Stored data entries
++++++
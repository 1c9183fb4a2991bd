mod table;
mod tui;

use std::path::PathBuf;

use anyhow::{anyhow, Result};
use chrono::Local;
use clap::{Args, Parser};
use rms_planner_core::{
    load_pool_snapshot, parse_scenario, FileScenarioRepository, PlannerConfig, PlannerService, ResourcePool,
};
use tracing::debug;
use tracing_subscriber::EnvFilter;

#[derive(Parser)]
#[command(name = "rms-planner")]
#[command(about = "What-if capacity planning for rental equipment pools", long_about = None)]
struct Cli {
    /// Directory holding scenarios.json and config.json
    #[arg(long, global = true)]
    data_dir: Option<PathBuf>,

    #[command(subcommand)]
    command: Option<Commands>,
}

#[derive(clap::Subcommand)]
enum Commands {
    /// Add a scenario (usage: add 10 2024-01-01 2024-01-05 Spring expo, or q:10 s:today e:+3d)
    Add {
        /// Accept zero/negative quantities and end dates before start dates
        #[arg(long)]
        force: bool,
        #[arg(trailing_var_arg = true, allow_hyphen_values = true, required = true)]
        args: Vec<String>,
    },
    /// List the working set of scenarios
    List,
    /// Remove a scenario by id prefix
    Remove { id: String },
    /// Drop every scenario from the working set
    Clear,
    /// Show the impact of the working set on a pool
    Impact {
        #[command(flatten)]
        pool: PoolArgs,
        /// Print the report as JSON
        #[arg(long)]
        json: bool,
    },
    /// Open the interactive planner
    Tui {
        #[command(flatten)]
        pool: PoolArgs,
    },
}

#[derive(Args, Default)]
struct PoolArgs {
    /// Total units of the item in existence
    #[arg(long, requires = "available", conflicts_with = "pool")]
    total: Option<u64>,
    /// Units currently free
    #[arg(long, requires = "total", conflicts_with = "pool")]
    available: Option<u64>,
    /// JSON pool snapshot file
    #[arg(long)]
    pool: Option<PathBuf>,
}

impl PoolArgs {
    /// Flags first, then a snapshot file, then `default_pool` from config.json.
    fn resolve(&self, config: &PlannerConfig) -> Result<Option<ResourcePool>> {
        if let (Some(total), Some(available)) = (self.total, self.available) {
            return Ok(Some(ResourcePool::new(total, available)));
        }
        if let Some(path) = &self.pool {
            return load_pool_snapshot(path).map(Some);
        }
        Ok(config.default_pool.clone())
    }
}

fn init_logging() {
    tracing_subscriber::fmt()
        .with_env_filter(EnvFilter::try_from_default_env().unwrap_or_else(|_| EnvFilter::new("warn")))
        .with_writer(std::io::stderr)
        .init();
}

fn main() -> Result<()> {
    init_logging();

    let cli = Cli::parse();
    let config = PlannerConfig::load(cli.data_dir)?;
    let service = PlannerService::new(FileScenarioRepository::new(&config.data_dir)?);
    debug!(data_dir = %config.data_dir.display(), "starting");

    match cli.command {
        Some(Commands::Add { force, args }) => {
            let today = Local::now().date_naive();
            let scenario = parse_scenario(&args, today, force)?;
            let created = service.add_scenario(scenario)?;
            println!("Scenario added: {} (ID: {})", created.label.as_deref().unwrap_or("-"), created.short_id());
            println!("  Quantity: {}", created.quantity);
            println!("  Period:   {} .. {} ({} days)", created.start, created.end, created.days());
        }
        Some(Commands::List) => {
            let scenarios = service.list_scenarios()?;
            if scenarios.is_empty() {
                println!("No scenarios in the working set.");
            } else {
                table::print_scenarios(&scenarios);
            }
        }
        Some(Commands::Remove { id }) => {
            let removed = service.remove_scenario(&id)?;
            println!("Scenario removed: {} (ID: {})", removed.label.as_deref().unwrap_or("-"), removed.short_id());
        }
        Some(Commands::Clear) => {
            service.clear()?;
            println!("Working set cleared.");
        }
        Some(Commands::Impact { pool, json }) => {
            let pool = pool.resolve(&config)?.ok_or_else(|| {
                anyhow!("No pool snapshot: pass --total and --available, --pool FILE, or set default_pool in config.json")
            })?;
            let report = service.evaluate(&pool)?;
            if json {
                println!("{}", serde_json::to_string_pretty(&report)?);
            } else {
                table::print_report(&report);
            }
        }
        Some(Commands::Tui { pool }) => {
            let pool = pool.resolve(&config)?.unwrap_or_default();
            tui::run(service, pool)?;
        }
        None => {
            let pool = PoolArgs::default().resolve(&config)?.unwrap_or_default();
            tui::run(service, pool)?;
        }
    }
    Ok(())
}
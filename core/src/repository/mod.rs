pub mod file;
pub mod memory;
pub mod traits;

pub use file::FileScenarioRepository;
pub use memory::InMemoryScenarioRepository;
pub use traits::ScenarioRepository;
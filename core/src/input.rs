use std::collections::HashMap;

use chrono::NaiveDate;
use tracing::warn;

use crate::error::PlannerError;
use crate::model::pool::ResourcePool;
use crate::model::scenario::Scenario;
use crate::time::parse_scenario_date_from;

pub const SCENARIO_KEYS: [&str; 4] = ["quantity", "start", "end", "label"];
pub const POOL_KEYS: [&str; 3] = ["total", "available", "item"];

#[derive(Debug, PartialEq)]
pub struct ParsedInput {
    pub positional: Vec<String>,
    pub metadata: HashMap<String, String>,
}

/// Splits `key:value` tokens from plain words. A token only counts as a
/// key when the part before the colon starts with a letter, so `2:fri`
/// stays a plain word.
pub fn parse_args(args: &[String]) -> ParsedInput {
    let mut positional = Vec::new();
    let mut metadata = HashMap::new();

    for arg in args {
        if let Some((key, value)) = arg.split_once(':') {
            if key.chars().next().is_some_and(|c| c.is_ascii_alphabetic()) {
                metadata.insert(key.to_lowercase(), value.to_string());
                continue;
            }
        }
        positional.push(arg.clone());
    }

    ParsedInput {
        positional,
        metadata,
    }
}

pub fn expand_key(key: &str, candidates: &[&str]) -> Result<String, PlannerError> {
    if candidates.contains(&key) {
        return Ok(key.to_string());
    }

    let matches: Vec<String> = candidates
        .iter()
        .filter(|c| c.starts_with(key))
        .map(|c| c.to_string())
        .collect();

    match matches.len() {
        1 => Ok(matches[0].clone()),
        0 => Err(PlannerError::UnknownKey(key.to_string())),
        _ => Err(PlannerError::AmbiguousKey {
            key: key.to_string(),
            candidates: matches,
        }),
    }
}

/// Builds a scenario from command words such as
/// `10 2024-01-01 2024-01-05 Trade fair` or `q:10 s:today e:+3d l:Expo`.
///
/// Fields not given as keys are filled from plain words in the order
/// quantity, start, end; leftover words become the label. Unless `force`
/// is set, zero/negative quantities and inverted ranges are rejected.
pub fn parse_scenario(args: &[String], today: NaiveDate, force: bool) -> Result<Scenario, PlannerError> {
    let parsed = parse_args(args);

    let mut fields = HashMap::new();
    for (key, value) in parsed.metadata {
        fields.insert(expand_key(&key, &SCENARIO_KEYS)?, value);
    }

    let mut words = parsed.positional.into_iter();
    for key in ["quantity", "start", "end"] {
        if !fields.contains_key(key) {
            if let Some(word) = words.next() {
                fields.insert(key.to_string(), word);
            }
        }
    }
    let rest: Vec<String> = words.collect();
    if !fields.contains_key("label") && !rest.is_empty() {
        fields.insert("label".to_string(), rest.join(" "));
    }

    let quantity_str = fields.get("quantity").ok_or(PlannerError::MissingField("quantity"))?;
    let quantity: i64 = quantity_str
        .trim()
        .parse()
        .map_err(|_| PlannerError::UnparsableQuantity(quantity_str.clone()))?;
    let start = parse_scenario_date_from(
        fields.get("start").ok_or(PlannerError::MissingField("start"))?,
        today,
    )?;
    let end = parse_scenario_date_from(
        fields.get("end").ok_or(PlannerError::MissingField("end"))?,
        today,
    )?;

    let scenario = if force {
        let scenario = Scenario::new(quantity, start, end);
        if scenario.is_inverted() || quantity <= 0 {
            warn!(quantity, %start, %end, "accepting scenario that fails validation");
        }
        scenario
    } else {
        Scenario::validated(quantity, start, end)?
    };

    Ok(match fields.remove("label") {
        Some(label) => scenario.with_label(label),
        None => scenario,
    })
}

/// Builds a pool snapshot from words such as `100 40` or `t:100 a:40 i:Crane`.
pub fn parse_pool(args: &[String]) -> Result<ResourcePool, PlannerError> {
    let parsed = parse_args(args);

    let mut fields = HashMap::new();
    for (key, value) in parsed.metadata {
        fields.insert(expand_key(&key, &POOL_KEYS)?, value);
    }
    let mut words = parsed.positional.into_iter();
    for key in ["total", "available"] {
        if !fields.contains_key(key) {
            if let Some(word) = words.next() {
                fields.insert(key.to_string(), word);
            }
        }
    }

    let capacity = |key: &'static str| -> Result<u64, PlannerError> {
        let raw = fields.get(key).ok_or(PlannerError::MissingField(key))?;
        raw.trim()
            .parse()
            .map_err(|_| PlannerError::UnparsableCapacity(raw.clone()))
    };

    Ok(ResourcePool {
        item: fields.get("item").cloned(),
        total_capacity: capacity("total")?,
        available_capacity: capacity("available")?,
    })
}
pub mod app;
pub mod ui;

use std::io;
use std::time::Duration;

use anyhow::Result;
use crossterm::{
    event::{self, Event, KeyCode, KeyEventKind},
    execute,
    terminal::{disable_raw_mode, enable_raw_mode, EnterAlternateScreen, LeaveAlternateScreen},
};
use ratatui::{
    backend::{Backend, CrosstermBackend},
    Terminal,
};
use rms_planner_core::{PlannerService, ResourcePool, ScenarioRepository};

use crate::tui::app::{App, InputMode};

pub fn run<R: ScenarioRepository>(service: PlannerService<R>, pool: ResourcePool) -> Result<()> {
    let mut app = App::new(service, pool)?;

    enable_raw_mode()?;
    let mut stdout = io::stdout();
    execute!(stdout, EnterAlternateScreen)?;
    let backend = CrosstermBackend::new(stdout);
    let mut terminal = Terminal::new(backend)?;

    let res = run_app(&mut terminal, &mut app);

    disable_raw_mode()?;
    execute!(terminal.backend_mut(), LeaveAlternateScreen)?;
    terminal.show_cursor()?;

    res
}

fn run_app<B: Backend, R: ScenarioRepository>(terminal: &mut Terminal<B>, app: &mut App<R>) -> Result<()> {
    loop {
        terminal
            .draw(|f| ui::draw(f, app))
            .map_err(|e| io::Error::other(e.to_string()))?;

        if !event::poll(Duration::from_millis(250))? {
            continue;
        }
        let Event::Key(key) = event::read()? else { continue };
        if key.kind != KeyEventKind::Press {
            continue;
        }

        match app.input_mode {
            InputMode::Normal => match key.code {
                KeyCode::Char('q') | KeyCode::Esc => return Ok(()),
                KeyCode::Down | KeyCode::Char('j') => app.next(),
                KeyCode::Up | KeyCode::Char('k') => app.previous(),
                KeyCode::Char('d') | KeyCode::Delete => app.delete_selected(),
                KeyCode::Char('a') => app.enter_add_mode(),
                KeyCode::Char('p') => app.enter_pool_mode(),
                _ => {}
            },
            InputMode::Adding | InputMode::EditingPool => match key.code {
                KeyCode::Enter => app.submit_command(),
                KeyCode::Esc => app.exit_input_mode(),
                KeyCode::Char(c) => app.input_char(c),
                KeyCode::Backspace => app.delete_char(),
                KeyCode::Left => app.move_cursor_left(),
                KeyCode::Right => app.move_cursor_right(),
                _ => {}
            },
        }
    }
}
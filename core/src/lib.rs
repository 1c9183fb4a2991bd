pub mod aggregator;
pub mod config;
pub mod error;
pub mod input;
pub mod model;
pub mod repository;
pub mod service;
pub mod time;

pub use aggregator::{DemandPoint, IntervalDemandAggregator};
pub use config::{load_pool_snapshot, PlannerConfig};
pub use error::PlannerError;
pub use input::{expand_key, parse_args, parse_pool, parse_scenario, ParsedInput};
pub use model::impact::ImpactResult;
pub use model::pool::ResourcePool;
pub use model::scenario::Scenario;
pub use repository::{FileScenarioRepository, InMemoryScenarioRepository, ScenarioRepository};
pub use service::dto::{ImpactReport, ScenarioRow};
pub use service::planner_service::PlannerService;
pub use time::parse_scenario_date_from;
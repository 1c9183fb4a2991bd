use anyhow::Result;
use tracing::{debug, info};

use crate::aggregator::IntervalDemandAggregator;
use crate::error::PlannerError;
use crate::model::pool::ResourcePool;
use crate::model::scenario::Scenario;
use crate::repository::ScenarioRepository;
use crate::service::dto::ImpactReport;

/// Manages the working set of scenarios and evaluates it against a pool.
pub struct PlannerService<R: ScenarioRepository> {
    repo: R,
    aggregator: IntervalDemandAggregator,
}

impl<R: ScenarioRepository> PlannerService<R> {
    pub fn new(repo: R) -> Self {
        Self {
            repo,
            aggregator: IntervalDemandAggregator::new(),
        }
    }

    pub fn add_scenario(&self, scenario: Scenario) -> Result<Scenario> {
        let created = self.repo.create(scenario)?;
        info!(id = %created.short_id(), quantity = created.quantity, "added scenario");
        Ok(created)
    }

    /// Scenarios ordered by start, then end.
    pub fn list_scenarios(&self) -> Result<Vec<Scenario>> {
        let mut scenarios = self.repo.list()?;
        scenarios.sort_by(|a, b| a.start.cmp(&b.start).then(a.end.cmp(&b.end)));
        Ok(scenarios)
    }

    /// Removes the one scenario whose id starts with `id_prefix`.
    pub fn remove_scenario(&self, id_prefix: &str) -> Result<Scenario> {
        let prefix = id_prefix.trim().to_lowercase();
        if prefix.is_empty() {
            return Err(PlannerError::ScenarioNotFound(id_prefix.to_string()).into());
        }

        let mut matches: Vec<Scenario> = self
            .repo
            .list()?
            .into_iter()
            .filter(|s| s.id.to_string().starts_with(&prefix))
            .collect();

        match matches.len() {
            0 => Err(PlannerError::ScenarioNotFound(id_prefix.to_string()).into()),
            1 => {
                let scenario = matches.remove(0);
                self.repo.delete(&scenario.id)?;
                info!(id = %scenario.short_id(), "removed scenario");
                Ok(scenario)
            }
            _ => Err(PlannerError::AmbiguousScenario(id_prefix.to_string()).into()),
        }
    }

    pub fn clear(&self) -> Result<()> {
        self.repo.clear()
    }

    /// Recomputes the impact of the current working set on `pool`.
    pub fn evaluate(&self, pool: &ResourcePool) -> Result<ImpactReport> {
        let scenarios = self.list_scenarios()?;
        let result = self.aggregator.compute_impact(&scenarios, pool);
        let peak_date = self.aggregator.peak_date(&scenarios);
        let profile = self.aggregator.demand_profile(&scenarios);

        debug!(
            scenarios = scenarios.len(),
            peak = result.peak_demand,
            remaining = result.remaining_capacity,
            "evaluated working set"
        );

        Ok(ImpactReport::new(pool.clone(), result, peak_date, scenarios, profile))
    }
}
++++++
Exercise instructions: With no other words, report how many lines in the entries hold the string "plain".

Output: 3